Now, though. They tell me I’m an adult. They tell me it’s my turn to pass my own traditions down. A decade ago, I might have said I’d just pick one avenue, one holiday. I’d have said I’d write down a list of Best Traditions, my own personal holiday declaration of independence, and stick to it, making the same foods every year, singing the same songs, smiling the same smiles. Now, though, having the freedom to celebrate however I want to each year, and to always do it differently, seems like the blessing.

A confused household

Now, my two-year-old is old enough to see the Star of David on top of our little Christmas tree, and to look up at me with a jammy grin as we sit on the floor in front of it on the first night of Hanukkah, stuffing our faces with sufganiyot made with leaf lard and filled with Christian-smelling sacrilege. This year, I’ll show him how to stick cloves into little baby oranges, and how to pile latkes with applesauce and sour cream, and how to set out cookies for Santa. (I’ll use Santa’s all-powerful presents as a threat, if I need to.) We’ll make pork-filled tamales on Christmas day, and steam them in the light of seven candles.

When he’s older, I’ll show him how to light the menorah one year, and the next year, we’ll forget where we put it, and stick to Christmas and roast beef and Yorkshire pudding. But every year, if we’re lucky, we’ll be with our families, and we’ll share food with friends, and we’ll smell something special—something with orange and cloves and winter.

If we’re lucky.

Sufganiyot with Clove Marmalade

Spiced Buttermilk Sufganiyot with Orange-Clove Marmalade (PDF)
Recipe by Jess Thomson, inspired by Top Pot Hand-Forged Doughnuts: Secrets and Recipes for the Home Baker (by Mark and Michael Klebeck with Jess Thomson, Chronicle Books, September 2011)
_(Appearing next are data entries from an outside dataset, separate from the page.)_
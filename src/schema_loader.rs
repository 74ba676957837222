//! JSON Schema loading with schema-version enforcement.
//!
//! Catalog documents carry a `schema_version`; the loader checks it against
//! the allowed set, optionally pins the schema's `schema_version` const to the
//! document's version, and compiles a validator.

use anyhow::{Context, Result, anyhow, bail};
use jsonschema::JSONSchema;
use serde_json::Value;
use std::collections::BTreeSet;
use std::fs::File;
use std::io::BufReader;
use std::path::Path;

/// Result of loading and compiling a JSON Schema.
pub(crate) struct SchemaLoadResult {
    pub schema_version: String,
    pub compiled: JSONSchema,
}

/// Controls how schemas are normalized before compilation.
pub(crate) struct SchemaLoadOptions<'a> {
    /// Where to find the schema_version const inside the schema payload.
    pub schema_version_pointer: &'a str,
    /// Version the caller expects; overrides the schema's embedded const.
    pub expected_version: Option<&'a str>,
    /// Allowed schema_version values; enforced when present.
    pub allowed_versions: Option<&'a BTreeSet<String>>,
    /// Rewrite the schema_version const to the resolved version.
    pub patch_schema_version_const: bool,
}

impl Default for SchemaLoadOptions<'_> {
    fn default() -> Self {
        Self {
            schema_version_pointer: "/properties/schema_version/const",
            expected_version: None,
            allowed_versions: None,
            patch_schema_version_const: false,
        }
    }
}

pub(crate) fn load_json_schema(
    path: &Path,
    options: SchemaLoadOptions<'_>,
) -> Result<SchemaLoadResult> {
    let file = File::open(path).with_context(|| format!("opening schema {}", path.display()))?;
    let mut schema: Value = serde_json::from_reader(BufReader::new(file))
        .with_context(|| format!("parsing schema {}", path.display()))?;

    let schema_version = match options.expected_version {
        Some(version) => version.to_string(),
        None => extract_schema_version(&schema, options.schema_version_pointer)
            .ok_or_else(|| anyhow!("schema {} missing schema_version const", path.display()))?,
    };

    if let Some(allowed) = options.allowed_versions {
        if !allowed.contains(&schema_version) {
            bail!(
                "schema_version '{}' not in allowed set {:?}",
                schema_version,
                allowed
            );
        }
    }

    if options.patch_schema_version_const {
        let target = schema
            .pointer_mut(options.schema_version_pointer)
            .ok_or_else(|| {
                anyhow!(
                    "schema missing pointer {} for schema_version const",
                    options.schema_version_pointer
                )
            })?;
        *target = Value::String(schema_version.clone());
    }

    let compiled = JSONSchema::compile(&schema)
        .map_err(|err| anyhow!("compiling schema {}: {err}", path.display()))?;

    Ok(SchemaLoadResult {
        schema_version,
        compiled,
    })
}

/// Validate `instance`, joining every violation into one error.
pub(crate) fn validate_instance(schema: &JSONSchema, instance: &Value, label: &str) -> Result<()> {
    if let Err(errors) = schema.validate(instance) {
        let details = errors
            .map(|err| format!("{}: {err}", err.instance_path))
            .collect::<Vec<_>>()
            .join("\n");
        bail!("{label} failed schema validation:\n{details}");
    }
    Ok(())
}

/// Read the `schema_version` const from a schema file, if it has a valid one.
pub(crate) fn schema_version_from_file(path: &Path) -> Option<String> {
    let file = File::open(path).ok()?;
    let value: Value = serde_json::from_reader(BufReader::new(file)).ok()?;
    extract_schema_version(&value, "/properties/schema_version/const")
}

pub(crate) fn is_valid_token(value: &str) -> bool {
    !value.is_empty()
        && value
            .chars()
            .all(|c| c.is_ascii_alphanumeric() || matches!(c, '_' | '.' | '-'))
}

fn extract_schema_version(schema: &Value, pointer: &str) -> Option<String> {
    let version = schema.pointer(pointer).and_then(Value::as_str)?;
    is_valid_token(version).then(|| version.to_string())
}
Traditional sufganiyot are fried each year during Hanukkah to celebrate the miracle of light, when oil burned for light lasted eight days instead of the expected one. They’re often filled with strawberry or apricot jam, or a mixture of jam and custard. This version strays toward more typically Christmassy flavors, with a bittersweet filling made by spiking marmalade with ground cloves.

If you’re a really bad Jew that likes really good doughnuts, you could use leaf lard in place of the shortening.
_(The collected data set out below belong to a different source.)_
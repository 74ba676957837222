//! Property checks for the query engine over generated record collections.
//!
//! Records are drawn from small token pools so facet selections and search
//! terms hit often enough to exercise the interesting paths.

use catalog_query::catalog::RecordLinks;
use catalog_query::query::compare;
use catalog_query::{
    CatalogEntry, CatalogRecord, Facet, FacetValue, FilterState, Health, Lifecycle,
    RecordVariant, SearchField, SearchFields, SortKey, UsageLevel, query,
};
use chrono::NaiveDate;
use proptest::prelude::*;
use std::cmp::Ordering;
use std::collections::BTreeMap;

const CATEGORIES: [&str; 4] = ["Actions", "Forms", "Feedback", "Data Display"];
const OWNERS: [&str; 2] = ["Web Design Systems Team", "Platform Team"];

fn arb_variant() -> impl Strategy<Value = RecordVariant> {
    prop_oneof![
        prop::option::of(prop_oneof![
            Just(Lifecycle::Stable),
            Just(Lifecycle::Beta),
            Just(Lifecycle::Experimental),
        ])
        .prop_map(|lifecycle| RecordVariant::Official { lifecycle }),
        (
            prop::option::of(prop_oneof![
                Just(Health::Healthy),
                Just(Health::Caution),
                Just(Health::Critical),
            ]),
            any::<bool>(),
        )
            .prop_map(|(health, endorsed)| RecordVariant::Community { health, endorsed }),
    ]
}

fn arb_usage() -> impl Strategy<Value = Option<UsageLevel>> {
    prop::option::of(prop_oneof![
        Just(UsageLevel::High),
        Just(UsageLevel::Growing),
        Just(UsageLevel::Medium),
        Just(UsageLevel::Low),
        Just(UsageLevel::Other("Unknown".to_string())),
    ])
}

prop_compose! {
    fn arb_record()(
        name in "[A-Za-z][A-Za-z ]{0,10}",
        description in "[a-z ]{0,24}",
        category in prop::sample::select(CATEGORIES.to_vec()),
        owner in prop::sample::select(OWNERS.to_vec()),
        variant in arb_variant(),
        usage in arb_usage(),
        day in prop::option::of(1u32..=28),
        tags in prop::collection::vec("[a-z]{2,6}", 0..3),
    ) -> CatalogRecord {
        let last_updated = match day {
            Some(day) => format!("2024-01-{day:02}"),
            None => "unknown".to_string(),
        };
        CatalogRecord {
            name,
            description,
            category: category.to_string(),
            owner: owner.to_string(),
            variant,
            usage,
            updated_on: day.and_then(|day| NaiveDate::from_ymd_opt(2024, 1, day)),
            last_updated,
            components: Vec::new(),
            tags,
            links: RecordLinks::default(),
            is_new: false,
            extra: BTreeMap::new(),
        }
    }
}

/// Records with a positional suffix so names stay unique within a collection.
fn arb_records() -> impl Strategy<Value = Vec<CatalogRecord>> {
    prop::collection::vec(arb_record(), 0..24).prop_map(|records| {
        records
            .into_iter()
            .enumerate()
            .map(|(idx, mut record)| {
                record.name = format!("{}{idx}", record.name);
                record
            })
            .collect()
    })
}

fn arb_sort_key() -> impl Strategy<Value = SortKey> {
    prop::sample::select(SortKey::ALL.to_vec())
}

prop_compose! {
    fn arb_state()(
        search in prop_oneof![Just(String::new()), "[a-zA-Z]{1,3}"],
        category in prop::option::of(prop::sample::select(CATEGORIES.to_vec())),
        lifecycle in prop::option::of(prop::sample::select(vec!["Stable", "Beta", "all"])),
        health in prop::option::of(prop::sample::select(vec!["Healthy", "Caution", "ALL"])),
        owner in prop::option::of(prop::sample::select(OWNERS.to_vec())),
        sort_key in arb_sort_key(),
    ) -> FilterState {
        let mut state = FilterState::new().with_search(search).with_sort(sort_key);
        for (facet, value) in [
            (Facet::Category, category),
            (Facet::Lifecycle, lifecycle),
            (Facet::Health, health),
            (Facet::Owner, owner),
        ] {
            if let Some(value) = value {
                state = state.with_facet(facet, value);
            }
        }
        state
    }
}

fn arb_search_fields() -> impl Strategy<Value = SearchFields> {
    prop_oneof![
        Just(SearchFields::default()),
        Just(SearchFields::new([SearchField::Owner, SearchField::Tags])),
    ]
}

/// Reference search test written against the record fields directly.
fn matches_term(record: &CatalogRecord, needle: &str, fields: &SearchFields) -> bool {
    if needle.is_empty() {
        return true;
    }
    let hit = |text: &str| text.to_lowercase().contains(needle);
    hit(&record.name)
        || hit(&record.description)
        || (fields.fields().contains(&SearchField::Owner) && hit(&record.owner))
        || (fields.fields().contains(&SearchField::Tags) && record.tags.iter().any(|tag| hit(tag)))
}

fn sorted_names(records: &[CatalogRecord]) -> Vec<String> {
    let mut names: Vec<String> = records.iter().map(|record| record.name.clone()).collect();
    names.sort();
    names
}

fn satisfies_facet(record: &CatalogRecord, facet: &Facet, wanted: &str) -> bool {
    match record.facet_value(facet) {
        FacetValue::NotApplicable => true,
        FacetValue::Missing => false,
        FacetValue::Value(value) => value == wanted,
    }
}

proptest! {
    #![proptest_config(ProptestConfig::with_cases(256))]

    #[test]
    fn repeated_queries_agree(
        records in arb_records(),
        state in arb_state(),
        fields in arb_search_fields(),
    ) {
        let first = query(&records, &state, &fields);
        let second = query(&records, &state, &fields);
        prop_assert_eq!(first, second);
    }

    #[test]
    fn query_leaves_inputs_untouched(records in arb_records(), state in arb_state()) {
        let before_records = records.clone();
        let before_state = state.clone();
        let _ = query(&records, &state, &SearchFields::default());
        prop_assert_eq!(records, before_records);
        prop_assert_eq!(state, before_state);
    }

    #[test]
    fn every_result_satisfies_each_constraint(
        records in arb_records(),
        state in arb_state(),
        fields in arb_search_fields(),
    ) {
        let result = query(&records, &state, &fields);
        let needle = state.search_term.to_lowercase();
        for record in &result {
            prop_assert!(records.contains(record));
            prop_assert!(matches_term(record, &needle, &fields));
            for (facet, wanted) in state.active_facets() {
                prop_assert!(satisfies_facet(record, facet, wanted));
            }
        }
    }

    #[test]
    fn every_matching_record_appears_exactly_once(
        records in arb_records(),
        state in arb_state(),
        fields in arb_search_fields(),
    ) {
        let result = query(&records, &state, &fields);
        let needle = state.search_term.to_lowercase();
        let expected: Vec<CatalogRecord> = records
            .iter()
            .filter(|record| {
                matches_term(record, &needle, &fields)
                    && state
                        .active_facets()
                        .all(|(facet, wanted)| satisfies_facet(record, facet, wanted))
            })
            .cloned()
            .collect();
        prop_assert_eq!(sorted_names(&result), sorted_names(&expected));
    }

    #[test]
    fn unconstrained_query_is_a_permutation(records in arb_records(), sort_key in arb_sort_key()) {
        let state = FilterState::new()
            .with_facet(Facet::Category, "all")
            .with_sort(sort_key);
        let result = query(&records, &state, &SearchFields::default());
        prop_assert_eq!(sorted_names(&result), sorted_names(&records));
    }

    #[test]
    fn results_are_ordered_by_sort_key(records in arb_records(), state in arb_state()) {
        let result = query(&records, &state, &SearchFields::default());
        for pair in result.windows(2) {
            prop_assert_ne!(compare(&pair[0], &pair[1], state.sort_key), Ordering::Greater);
        }
    }
}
Total: 1 hour 5 minutes active time
Makes 16 sufganiyot, or 24 if you reroll the dough
Special equipment: 2-inch round cutter, piping bag with medium round tip

3 tablespoons (four 1/4-ounce packets) active dry yeast
1/2 cup plus 1 tablespoon sugar
1/2 cup lowfat buttermilk, warmed
1/2 cup warm water
1/2 teaspoon baking powder
1 1/2 teaspoons ground cloves, divided
1/2 teaspoon ground mace
2 teaspoons iodized salt
4 to 4 1/2 cups (550 to 620 grams) bread flour, plus more for rolling and cutting
1/4 cup shortening (trans fat-free preferred)
3 large egg yolks
1 gallon canola oil, for frying
2 cups orange marmalade
Confectioners’ sugar, for dusting

In the work bowl of a stand mixer, whisk the yeast and 1 tablespoon of the sugar with the buttermilk and water and let sit for 5 minutes, until foamy.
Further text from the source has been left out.